Collected data:
*** Block opens ***

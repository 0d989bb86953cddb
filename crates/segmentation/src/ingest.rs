//! Ingestion and feature building: parses the uploaded customer sheet,
//! drops exact duplicate rows, normalizes email and derives engagement
//! features.

use campaign_core::types::{CustomerRecord, Platform};
use campaign_core::{CampaignError, CampaignResult};
use std::collections::{HashMap, HashSet};
use std::io::Read;
use tracing::debug;

/// Columns every upload must carry. `location` is optional.
pub const REQUIRED_COLUMNS: [&str; 14] = [
    "name",
    "age",
    "email",
    "phone_number",
    "income_lpa",
    "life_event",
    "insurance_type",
    "whatsapp_usage_minutes_per_week",
    "facebook_usage_minutes_per_week",
    "instagram_usage_minutes_per_week",
    "telegram_usage_minutes_per_week",
    "gmail_usage_minutes_per_week",
    "sms_usage_minutes_per_week",
    "purchased",
];

/// A CSV row before type coercion, tagged with its source line.
#[derive(Debug, Clone)]
pub struct RawRow {
    pub line: u64,
    pub fields: Vec<String>,
}

/// Deduplicated, normalized customers in source row order.
#[derive(Debug, Clone, Default)]
pub struct CustomerTable {
    pub records: Vec<CustomerRecord>,
    pub duplicates_removed: usize,
}

/// Header positions of the columns the pipeline reads.
struct ColumnIndex {
    name: usize,
    age: usize,
    email: usize,
    phone_number: usize,
    location: Option<usize>,
    income_lpa: usize,
    life_event: usize,
    insurance_type: usize,
    usage: [usize; 6],
    purchased: usize,
}

impl ColumnIndex {
    fn resolve(headers: &csv::StringRecord) -> CampaignResult<Self> {
        let mut positions: HashMap<&str, usize> = HashMap::new();
        for (idx, header) in headers.iter().enumerate() {
            positions.entry(header).or_insert(idx);
        }

        let missing: Vec<String> = REQUIRED_COLUMNS
            .iter()
            .filter(|column| !positions.contains_key(*column))
            .map(|column| column.to_string())
            .collect();
        if !missing.is_empty() {
            return Err(CampaignError::Schema { missing });
        }

        let at = |column: &str| positions.get(column).copied().unwrap_or_default();
        let mut usage = [0usize; 6];
        for (slot, platform) in usage.iter_mut().zip(Platform::ALL) {
            *slot = at(platform.column());
        }

        Ok(Self {
            name: at("name"),
            age: at("age"),
            email: at("email"),
            phone_number: at("phone_number"),
            location: positions.get("location").copied(),
            income_lpa: at("income_lpa"),
            life_event: at("life_event"),
            insurance_type: at("insurance_type"),
            usage,
            purchased: at("purchased"),
        })
    }

    fn parse(&self, row: &RawRow) -> CampaignResult<CustomerRecord> {
        let field = |idx: usize| row.fields.get(idx).map(String::as_str).unwrap_or("");

        let mut usage_minutes = [0.0; 6];
        for (value, (&idx, platform)) in usage_minutes
            .iter_mut()
            .zip(self.usage.iter().zip(Platform::ALL))
        {
            *value = parse_number(row.line, platform.column(), field(idx))?;
        }
        let (total_engagement, most_active_platform) = derive_engagement(&usage_minutes);

        Ok(CustomerRecord {
            name: field(self.name).to_string(),
            age: parse_age(row.line, field(self.age))?,
            email: normalize_email(field(self.email)),
            phone_number: field(self.phone_number).to_string(),
            location: self
                .location
                .map(|idx| field(idx).to_string())
                .filter(|value| !value.is_empty()),
            income_lpa: parse_number(row.line, "income_lpa", field(self.income_lpa))?,
            life_event: field(self.life_event).to_string(),
            insurance_type: field(self.insurance_type).to_string(),
            usage_minutes,
            purchased: parse_label(row.line, field(self.purchased))?,
            total_engagement,
            most_active_platform,
        })
    }
}

/// Parse a customer sheet, drop duplicate rows and build derived features.
pub fn load_customers<R: Read>(reader: R) -> CampaignResult<CustomerTable> {
    let mut csv_reader = csv::ReaderBuilder::new()
        .trim(csv::Trim::Headers)
        .from_reader(reader);

    let headers = csv_reader.headers()?.clone();
    let columns = ColumnIndex::resolve(&headers)?;

    let mut rows = Vec::new();
    for result in csv_reader.records() {
        let record = result?;
        rows.push(RawRow {
            line: record.position().map(|p| p.line()).unwrap_or_default(),
            fields: record.iter().map(str::to_string).collect(),
        });
    }

    let total_rows = rows.len();
    let rows = drop_duplicate_rows(rows);
    let duplicates_removed = total_rows - rows.len();

    let records = rows
        .iter()
        .map(|row| columns.parse(row))
        .collect::<CampaignResult<Vec<_>>>()?;

    debug!(
        rows = total_rows,
        duplicates_removed,
        customers = records.len(),
        "Customer sheet ingested"
    );

    Ok(CustomerTable {
        records,
        duplicates_removed,
    })
}

/// Remove rows whose every field equals an earlier row's, keeping order.
///
/// Fields are compared as raw text before any parsing, so `30` and `30.0`
/// are different values.
pub fn drop_duplicate_rows(rows: Vec<RawRow>) -> Vec<RawRow> {
    let mut seen: HashSet<Vec<String>> = HashSet::with_capacity(rows.len());
    rows.into_iter()
        .filter(|row| seen.insert(row.fields.clone()))
        .collect()
}

pub fn normalize_email(raw: &str) -> String {
    raw.trim().to_lowercase()
}

/// Sum of weekly usage and the platform with the highest usage. Ties go to
/// the platform listed first in [`Platform::ALL`].
pub fn derive_engagement(usage_minutes: &[f64; 6]) -> (f64, Platform) {
    let total = usage_minutes.iter().sum();
    let mut best = 0;
    for (idx, value) in usage_minutes.iter().enumerate().skip(1) {
        if *value > usage_minutes[best] {
            best = idx;
        }
    }
    (total, Platform::ALL[best])
}

fn invalid(line: u64, column: &str, value: &str) -> CampaignError {
    CampaignError::InvalidValue {
        row: line as usize,
        column: column.to_string(),
        value: value.to_string(),
    }
}

fn parse_number(line: u64, column: &str, raw: &str) -> CampaignResult<f64> {
    raw.trim()
        .parse::<f64>()
        .ok()
        .filter(|value| value.is_finite())
        .ok_or_else(|| invalid(line, column, raw))
}

fn parse_age(line: u64, raw: &str) -> CampaignResult<u32> {
    let value = parse_number(line, "age", raw)?;
    if value < 0.0 || value.fract() != 0.0 || value > f64::from(u32::MAX) {
        return Err(invalid(line, "age", raw));
    }
    Ok(value as u32)
}

fn parse_label(line: u64, raw: &str) -> CampaignResult<bool> {
    match parse_number(line, "purchased", raw)? {
        v if v == 0.0 => Ok(false),
        v if v == 1.0 => Ok(true),
        _ => Err(invalid(line, "purchased", raw)),
    }
}

#[cfg(test)]
mod tests {
    use super::*;

    const HEADER: &str = "name,age,email,phone_number,location,income_lpa,life_event,insurance_type,whatsapp_usage_minutes_per_week,facebook_usage_minutes_per_week,instagram_usage_minutes_per_week,telegram_usage_minutes_per_week,gmail_usage_minutes_per_week,sms_usage_minutes_per_week,purchased";

    fn sheet(rows: &[&str]) -> String {
        let mut csv = String::from(HEADER);
        for row in rows {
            csv.push('\n');
            csv.push_str(row);
        }
        csv
    }

    fn raw(line: u64, fields: &[&str]) -> RawRow {
        RawRow {
            line,
            fields: fields.iter().map(|f| f.to_string()).collect(),
        }
    }

    #[test]
    fn test_load_normalizes_and_derives() {
        let csv = sheet(&[
            "Chetan Khachane,22,  Chetan@Gmail.COM ,+918329391715,Mumbai,12,Marriage,Health,500,300,200,100,150,80,1",
        ]);
        let table = load_customers(csv.as_bytes()).unwrap();

        assert_eq!(table.records.len(), 1);
        let record = &table.records[0];
        assert_eq!(record.email, "chetan@gmail.com");
        assert_eq!(record.age, 22);
        assert_eq!(record.location.as_deref(), Some("Mumbai"));
        assert_eq!(record.total_engagement, 1330.0);
        assert_eq!(record.most_active_platform, Platform::Whatsapp);
        assert!(record.purchased);
    }

    #[test]
    fn test_missing_columns_fail_with_schema_error() {
        let csv = "name,age,email\nA,30,a@x.com";
        match load_customers(csv.as_bytes()) {
            Err(CampaignError::Schema { missing }) => {
                assert!(missing.contains(&"phone_number".to_string()));
                assert!(missing.contains(&"purchased".to_string()));
                assert!(!missing.contains(&"age".to_string()));
                assert_eq!(missing.len(), REQUIRED_COLUMNS.len() - 3);
            }
            other => panic!("expected schema error, got {other:?}"),
        }
    }

    #[test]
    fn test_location_column_is_optional() {
        let header = HEADER.replace("location,", "");
        let csv = format!("{header}\nRahul Sharma,30,r@gmail.com,9867542729,10,None,Car,10,20,30,40,50,60,0");
        let table = load_customers(csv.as_bytes()).unwrap();
        assert_eq!(table.records[0].location, None);
        assert_eq!(table.records[0].most_active_platform, Platform::Sms);
    }

    #[test]
    fn test_exact_duplicates_are_removed() {
        let row = "Neha Iyer,40,neha@gmail.com,+919152274885,Pune,20,New Job,Life,10,10,10,10,10,10,0";
        let moved = row.replace("Pune", "Delhi");
        let csv = sheet(&[row, row, moved.as_str()]);
        let table = load_customers(csv.as_bytes()).unwrap();

        assert_eq!(table.records.len(), 2);
        assert_eq!(table.duplicates_removed, 1);
        assert_eq!(table.records[1].location.as_deref(), Some("Delhi"));
    }

    #[test]
    fn test_dedup_is_idempotent() {
        let rows = vec![
            raw(2, &["a", "1"]),
            raw(3, &["b", "2"]),
            raw(4, &["a", "1"]),
            raw(5, &["c", "3"]),
            raw(6, &["b", "2"]),
        ];
        let once = drop_duplicate_rows(rows);
        let lines: Vec<u64> = once.iter().map(|r| r.line).collect();
        assert_eq!(lines, vec![2, 3, 5]);

        let twice = drop_duplicate_rows(once.clone());
        let again: Vec<u64> = twice.iter().map(|r| r.line).collect();
        assert_eq!(again, lines);
    }

    #[test]
    fn test_dedup_compares_raw_text() {
        let rows = vec![raw(2, &["Neha", "30"]), raw(3, &["Neha", "30.0"]), raw(4, &["Neha", "30"])];
        let lines: Vec<u64> = drop_duplicate_rows(rows).iter().map(|r| r.line).collect();
        assert_eq!(lines, vec![2, 3]);
    }

    #[test]
    fn test_engagement_ties_prefer_first_platform() {
        let (total, platform) = derive_engagement(&[5.0, 9.0, 9.0, 1.0, 9.0, 0.0]);
        assert_eq!(total, 33.0);
        assert_eq!(platform, Platform::Facebook);

        let (_, platform) = derive_engagement(&[0.0; 6]);
        assert_eq!(platform, Platform::Whatsapp);
    }

    #[test]
    fn test_non_numeric_age_is_rejected() {
        let csv = sheet(&[
            "Amit Patel,thirty,amit@gmail.com,+91123,Delhi,10,None,Car,1,2,3,4,5,6,0",
        ]);
        match load_customers(csv.as_bytes()) {
            Err(CampaignError::InvalidValue { row, column, value }) => {
                assert_eq!(row, 2);
                assert_eq!(column, "age");
                assert_eq!(value, "thirty");
            }
            other => panic!("expected invalid value, got {other:?}"),
        }
    }

    #[test]
    fn test_purchased_accepts_integral_floats_only() {
        let csv = sheet(&["A,30,a@x.com,1,X,10,None,Car,1,2,3,4,5,6,1.0"]);
        assert!(load_customers(csv.as_bytes()).unwrap().records[0].purchased);

        let csv = sheet(&["A,30,a@x.com,1,X,10,None,Car,1,2,3,4,5,6,2"]);
        assert!(matches!(
            load_customers(csv.as_bytes()),
            Err(CampaignError::InvalidValue { .. })
        ));
    }
}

*** Block closes ***

▶ _PROBLEM DETAILS_: Leave out every line above except those from the line with "positions.entry(header).or_insert(idx);" up to and including the line with "let mut usage = [0usize; 6];", and copy those exactly.

▶ _YOUR RESPONSE_:
            positions.entry(header).or_insert(idx);
        }

        let missing: Vec<String> = REQUIRED_COLUMNS
            .iter()
            .filter(|column| !positions.contains_key(*column))
            .map(|column| column.to_string())
            .collect();
        if !missing.is_empty() {
            return Err(CampaignError::Schema { missing });
        }

        let at = |column: &str| positions.get(column).copied().unwrap_or_default();
        let mut usage = [0usize; 6];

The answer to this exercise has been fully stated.